Acetylcholinesterases, butyrylcholinesterases, and carboxylesterases appear to form kinetically a homologous enzyme series with respect to many substrates and inhibitors. The present paper evaluates the interaction of aprophen with acetylcholinesterases, butyrylcholinesterases, and carboxylesterases with respect to protecting the enzyme from organophosphate and carbamate inhibition, accelerating pralidoxime iodide (2-PAM) regeneration of the diisopropylphospho-enzyme, and comparing the inhibition and regeneration kinetics of a soluble mammalian acetylcholinesterase with that of bovine erythrocyte acetylcholinesterase. The irreversible inhibition kinetics of diisopropyl fluorophosphate (DFP) and eserine inhibition of fetal bovine serum acetylcholinesterase were typical of other acetylcholinesterases as indicated by the bimolecular inhibition rate constants, ki, of 7.7 +/- 1.3 X 10(4) M-1 min-1 and 2.9 +/- 1.7 X 10(6) M-1 min-1, respectively.
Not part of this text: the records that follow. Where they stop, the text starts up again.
//! Telegram integration for media group collection.
//!
//! Wraps the engine for teloxide bots: converts inbound messages and updates
//! into fragments, records outbound call results, and looks groups up for a
//! message, its reply or its pin.

pub mod config;
pub mod error;
pub mod handlers;
pub mod plugin;

pub use {
    config::{BackendKind, MediaGroupsConfig, load_config},
    error::{Error, Result},
    plugin::MediaGroups,
};
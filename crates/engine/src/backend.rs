use async_trait::async_trait;

use crate::{Result, fragment::Fragment};

/// Key-value storage for media groups.
///
/// Each key maps to the full ordered fragment list of one group. The store
/// reads and writes whole groups; implementations only need read-your-writes
/// consistency within a single call chain.
#[async_trait]
pub trait GroupBackend: Send + Sync {
    async fn read(&self, key: &str) -> Result<Option<Vec<Fragment>>>;
    async fn write(&self, key: &str, fragments: &[Fragment]) -> Result<()>;
    /// Deleting a missing key is not an error.
    async fn delete(&self, key: &str) -> Result<()>;
}
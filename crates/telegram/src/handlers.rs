//! Turning teloxide messages and updates into stored fragments.

use {
    serde_json::Value,
    teloxide::types::{Message, Update, UpdateKind},
    tracing::warn,
};

use mediagroups_engine::Fragment;

use crate::Result;

/// Messages nested in an inbound message that may belong to a media group.
const NESTED_MESSAGES: &[&str] = &["reply_to_message", "pinned_message"];

/// Convert one message into a fragment.
pub fn fragment_from_message(msg: &Message) -> Result<Fragment> {
    let raw = serde_json::to_value(msg)?;
    Ok(serde_json::from_value(raw)?)
}

/// The message, then its replied-to and pinned messages when present.
///
/// Parts that cannot be decoded are logged and skipped.
pub fn fragments_in_message(msg: &Message) -> Vec<Fragment> {
    let raw = match serde_json::to_value(msg) {
        Ok(raw) => raw,
        Err(e) => {
            warn!(message_id = msg.id.0, error = %e, "failed to serialize message");
            return Vec::new();
        },
    };

    let nested = NESTED_MESSAGES.iter().filter_map(|field| {
        raw.get(*field)
            .filter(|value| !value.is_null())
            .map(|value| (*field, value))
    });
    std::iter::once(("message", &raw))
        .chain(nested)
        .filter_map(|(part, value)| decode_fragment(part, value))
        .collect()
}

/// The replied-to message of `msg`, if any.
pub fn reply_fragment(msg: &Message) -> Result<Option<Fragment>> {
    nested_fragment(msg, "reply_to_message")
}

/// The pinned message carried by a pin service message, if any.
pub fn pinned_fragment(msg: &Message) -> Result<Option<Fragment>> {
    nested_fragment(msg, "pinned_message")
}

fn nested_fragment(msg: &Message, field: &str) -> Result<Option<Fragment>> {
    let mut raw = serde_json::to_value(msg)?;
    match raw.get_mut(field).map(Value::take) {
        Some(Value::Null) | None => Ok(None),
        Some(nested) => Ok(Some(serde_json::from_value(nested)?)),
    }
}

/// The message carried by an update, for the update kinds that carry one.
pub fn message_of_update(update: &Update) -> Option<&Message> {
    match &update.kind {
        UpdateKind::Message(msg)
        | UpdateKind::EditedMessage(msg)
        | UpdateKind::ChannelPost(msg)
        | UpdateKind::EditedChannelPost(msg) => Some(msg),
        _ => None,
    }
}

/// Decode one message value, logging and skipping it when it does not fit.
pub(crate) fn decode_fragment(part: &str, value: &Value) -> Option<Fragment> {
    match serde_json::from_value(value.clone()) {
        Ok(fragment) => Some(fragment),
        Err(e) => {
            warn!(
                part,
                message_id = ?value.get("message_id"),
                error = %e,
                "skipping undecodable message"
            );
            None
        },
    }
}
//! The per (channel, platform) index: coordinates the fetcher, the on-disk
//! cache and parsing into a snapshot of records.

use std::{collections::BTreeMap, path::PathBuf};

use krait_conda_types::{Channel, Platform, RepoData, RepoDataRecord};
use krait_networking::InterruptFlag;
use krait_trust::{Signature, TrustChain, TrustError};

use crate::fetch::{
    fetch_repo_data, CacheResult, FetchRepoDataError, FetchRepoDataOptions,
};

/// The parsed contents of one subdirectory index, plus how the cache
/// participated in obtaining it.
#[derive(Debug)]
pub struct RepoSnapshot {
    /// The channel the snapshot came from.
    pub channel: Channel,

    /// The platform of the subdirectory.
    pub platform: Platform,

    /// The package records of the subdirectory, with provenance attached.
    pub records: Vec<RepoDataRecord>,

    /// How the cache participated in the fetch.
    pub cache_result: CacheResult,
}

impl RepoSnapshot {
    /// Verifies the content trust signatures of every record in the snapshot
    /// against the package manager role of the given chain. Records without
    /// signatures fail verification.
    pub fn verify_signatures(&self, chain: &TrustChain) -> Result<(), TrustError> {
        for record in &self.records {
            let package = &record.package_record;
            let Some(signatures) = &package.signatures else {
                return Err(TrustError::RoleMetadata(format!(
                    "package {} carries no signatures",
                    record.file_name
                )));
            };

            // The signable is the record as it appears in repodata, minus
            // its own signatures field.
            let mut signable = serde_json::to_value(package)
                .map_err(TrustError::Json)?;
            if let Some(map) = signable.as_object_mut() {
                map.remove("signatures");
            }

            let signatures: BTreeMap<String, Signature> = signatures
                .iter()
                .map(|(keyid, signature)| {
                    (
                        keyid.clone(),
                        Signature {
                            signature: signature.signature.clone(),
                            other_headers: signature.other_headers.clone(),
                        },
                    )
                })
                .collect();

            chain.verify_package(&signable, &signatures)?;
        }
        Ok(())
    }
}

/// The index of one (channel, platform) pair.
#[derive(Debug, Clone)]
pub struct SubdirIndex {
    channel: Channel,
    platform: Platform,
    client: reqwest_middleware::ClientWithMiddleware,
    cache_dir: PathBuf,
    options: FetchRepoDataOptions,
}

impl SubdirIndex {
    /// Creates an index for the given channel and platform.
    pub fn new(
        channel: Channel,
        platform: Platform,
        client: reqwest_middleware::ClientWithMiddleware,
        cache_dir: PathBuf,
        options: FetchRepoDataOptions,
    ) -> Self {
        Self {
            channel,
            platform,
            client,
            cache_dir,
            options,
        }
    }

    /// Loads the snapshot: fetches (or revalidates) the repodata and parses
    /// it. Parsing happens on a blocking thread because repodata files can
    /// be large.
    pub async fn load(&self, interrupt: &InterruptFlag) -> Result<RepoSnapshot, FetchRepoDataError> {
        let subdir_url = self.channel.platform_url(self.platform);
        let cached = fetch_repo_data(
            subdir_url,
            self.client.clone(),
            self.cache_dir.clone(),
            self.options.clone(),
            interrupt,
        )
        .await?;

        let channel = self.channel.clone();
        let path = cached.repo_data_json_path.clone();
        let records = tokio::task::spawn_blocking(move || -> Result<_, FetchRepoDataError> {
            let repo_data = RepoData::from_path(&path).map_err(|e| match e {
                krait_conda_types::ReadRepoDataError::Io(e) => FetchRepoDataError::IoError(e),
                krait_conda_types::ReadRepoDataError::Json(e) => {
                    FetchRepoDataError::IoError(std::io::Error::other(e))
                }
            })?;
            Ok(repo_data.into_repo_data_records(&channel))
        })
        .await
        .map_err(|join_error| match join_error.try_into_panic() {
            Ok(panic) => std::panic::resume_unwind(panic),
            Err(_) => FetchRepoDataError::Cancelled(krait_networking::Interrupted),
        })??;

        Ok(RepoSnapshot {
            channel: self.channel.clone(),
            platform: self.platform,
            records,
            cache_result: cached.cache_result,
        })
    }
}

/// Loads the snapshots of several channels for a platform (plus `noarch`,
/// unless the channel restricts its platforms). Failures are collected per
/// subdir so one broken channel does not poison the rest of the run.
pub async fn load_channels(
    channels: &[Channel],
    platform: Platform,
    client: &reqwest_middleware::ClientWithMiddleware,
    cache_dir: &std::path::Path,
    options: &FetchRepoDataOptions,
    interrupt: &InterruptFlag,
) -> (
    Vec<RepoSnapshot>,
    Vec<(Channel, Platform, FetchRepoDataError)>,
) {
    let mut indices = Vec::new();
    for channel in channels {
        for subdir_platform in channel.platforms_or_default(platform) {
            indices.push(SubdirIndex::new(
                channel.clone(),
                subdir_platform,
                client.clone(),
                cache_dir.to_path_buf(),
                options.clone(),
            ));
        }
    }

    let results = futures::future::join_all(
        indices
            .iter()
            .map(|index| async move { (index, index.load(interrupt).await) }),
    )
    .await;

    let mut snapshots = Vec::new();
    let mut failures = Vec::new();
    for (index, result) in results {
        match result {
            Ok(snapshot) => snapshots.push(snapshot),
            Err(error) => {
                tracing::warn!(
                    "failed to load {}/{}: {error}",
                    index.channel.canonical_name(),
                    index.platform
                );
                failures.push((index.channel.clone(), index.platform, error));
            }
        }
    }
    (snapshots, failures)
}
Similarly, the bimolecular regeneration rate constant, kr, for 2-PAM regeneration of the diisopropylphospho-acetylcholinesterase was 14.7 M-1 min-1. The bimolecular rate constants, ki and kr, were not statistically perturbed when the reaction was monitored in the presence of aprophen with the fetal bovine serum acetylcholinesterase. Human serum butyrylcholinesterase was partially protected from DFP inhibition by aprophen with no detectable change in the bimolecular inhibition rate constant, ki. The regeneration of the diisopropylphospho-butyrylcholinesterase by 2-PAM was accelerated in the presence of aprophen by a factor of 2.7 over that of 2-PAM alone (8.4 +/- 2.2 M-1 min-1 to 23.1 +/- 2.6 M-1 min-1 respectively). Neither the inhibition (DFP) nor the regeneration (2-PAM) kinetics observed for the carboxylesterase was perturbed by the presence of aprophen.